-- Exercise --
Copy out the entire listing word for word.

-- Data under study --
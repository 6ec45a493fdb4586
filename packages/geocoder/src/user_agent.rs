//! Fingerprinted user agent for public geocoding instances.
//!
//! Nominatim's usage policy asks for an identifying user agent. The
//! fingerprint separates installations without sending host details.

use sha2::{Digest, Sha256};
use sysinfo::System;

/// Hex characters of the digest kept in the fingerprint.
const FINGERPRINT_LEN: usize = 12;

/// Host details mixed into the fingerprint.
#[derive(Debug, Clone, Default, PartialEq, Eq)]
pub struct HostDetails {
    /// Operating system and architecture (e.g., `"Linux (Debian 12)-x86_64"`).
    pub system: Option<String>,
    /// Host name.
    pub hostname: Option<String>,
}

impl HostDetails {
    /// Collects details for the running host.
    #[must_use]
    pub fn current() -> Self {
        let os = System::long_os_version()
            .or_else(System::name)
            .unwrap_or_else(|| std::env::consts::OS.to_string());
        let system = Some(format!("{os}-{}", std::env::consts::ARCH));
        let hostname = System::host_name().filter(|name| !name.trim().is_empty());

        Self { system, hostname }
    }

    const fn is_unknown(&self) -> bool {
        self.system.is_none() && self.hostname.is_none()
    }
}

/// Builds `surplus/<version> (<fingerprint>)`, or
/// `surplus/<version> (generic-user)` when nothing is known about the host.
#[must_use]
pub fn fingerprinted_user_agent(version: &str, details: &HostDetails) -> String {
    if details.is_unknown() {
        return format!("surplus/{version} (generic-user)");
    }

    let seed = format!(
        "{version}-{}-{}",
        details.system.as_deref().unwrap_or("unknown"),
        details.hostname.as_deref().unwrap_or("unknown"),
    );
    let digest = hex::encode(Sha256::digest(seed.as_bytes()));

    format!("surplus/{version} ({})", &digest[..FINGERPRINT_LEN])
}

/// User agent for the running host.
#[must_use]
pub fn default_user_agent(version: &str) -> String {
    fingerprinted_user_agent(version, &HostDetails::current())
}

-- Answer below --
repository 6ec45a493fdb4586
filename packages/geocoder/src/user_agent.rs
//! Fingerprinted user agent for public geocoding instances.
//!
//! Nominatim's usage policy asks for an identifying user agent. The
//! fingerprint separates installations without sending host details.

use sha2::{Digest, Sha256};
use sysinfo::System;

/// Hex characters of the digest kept in the fingerprint.
const FINGERPRINT_LEN: usize = 12;

/// Host details mixed into the fingerprint.
#[derive(Debug, Clone, Default, PartialEq, Eq)]
pub struct HostDetails {
    /// Operating system and architecture (e.g., `"Linux (Debian 12)-x86_64"`).
    pub system: Option<String>,
    /// Host name.
    pub hostname: Option<String>,
}

impl HostDetails {
    /// Collects details for the running host.
    #[must_use]
    pub fn current() -> Self {
        let os = System::long_os_version()
            .or_else(System::name)
            .unwrap_or_else(|| std::env::consts::OS.to_string());
        let system = Some(format!("{os}-{}", std::env::consts::ARCH));
        let hostname = System::host_name().filter(|name| !name.trim().is_empty());

        Self { system, hostname }
    }

    const fn is_unknown(&self) -> bool {
        self.system.is_none() && self.hostname.is_none()
    }
}

/// Builds `surplus/<version> (<fingerprint>)`, or
/// `surplus/<version> (generic-user)` when nothing is known about the host.
#[must_use]
pub fn fingerprinted_user_agent(version: &str, details: &HostDetails) -> String {
    if details.is_unknown() {
        return format!("surplus/{version} (generic-user)");
    }

    let seed = format!(
        "{version}-{}-{}",
        details.system.as_deref().unwrap_or("unknown"),
        details.hostname.as_deref().unwrap_or("unknown"),
    );
    let digest = hex::encode(Sha256::digest(seed.as_bytes()));

    format!("surplus/{version} ({})", &digest[..FINGERPRINT_LEN])
}

/// User agent for the running host.
#[must_use]
pub fn default_user_agent(version: &str) -> String {
    fingerprinted_user_agent(version, &HostDetails::current())
}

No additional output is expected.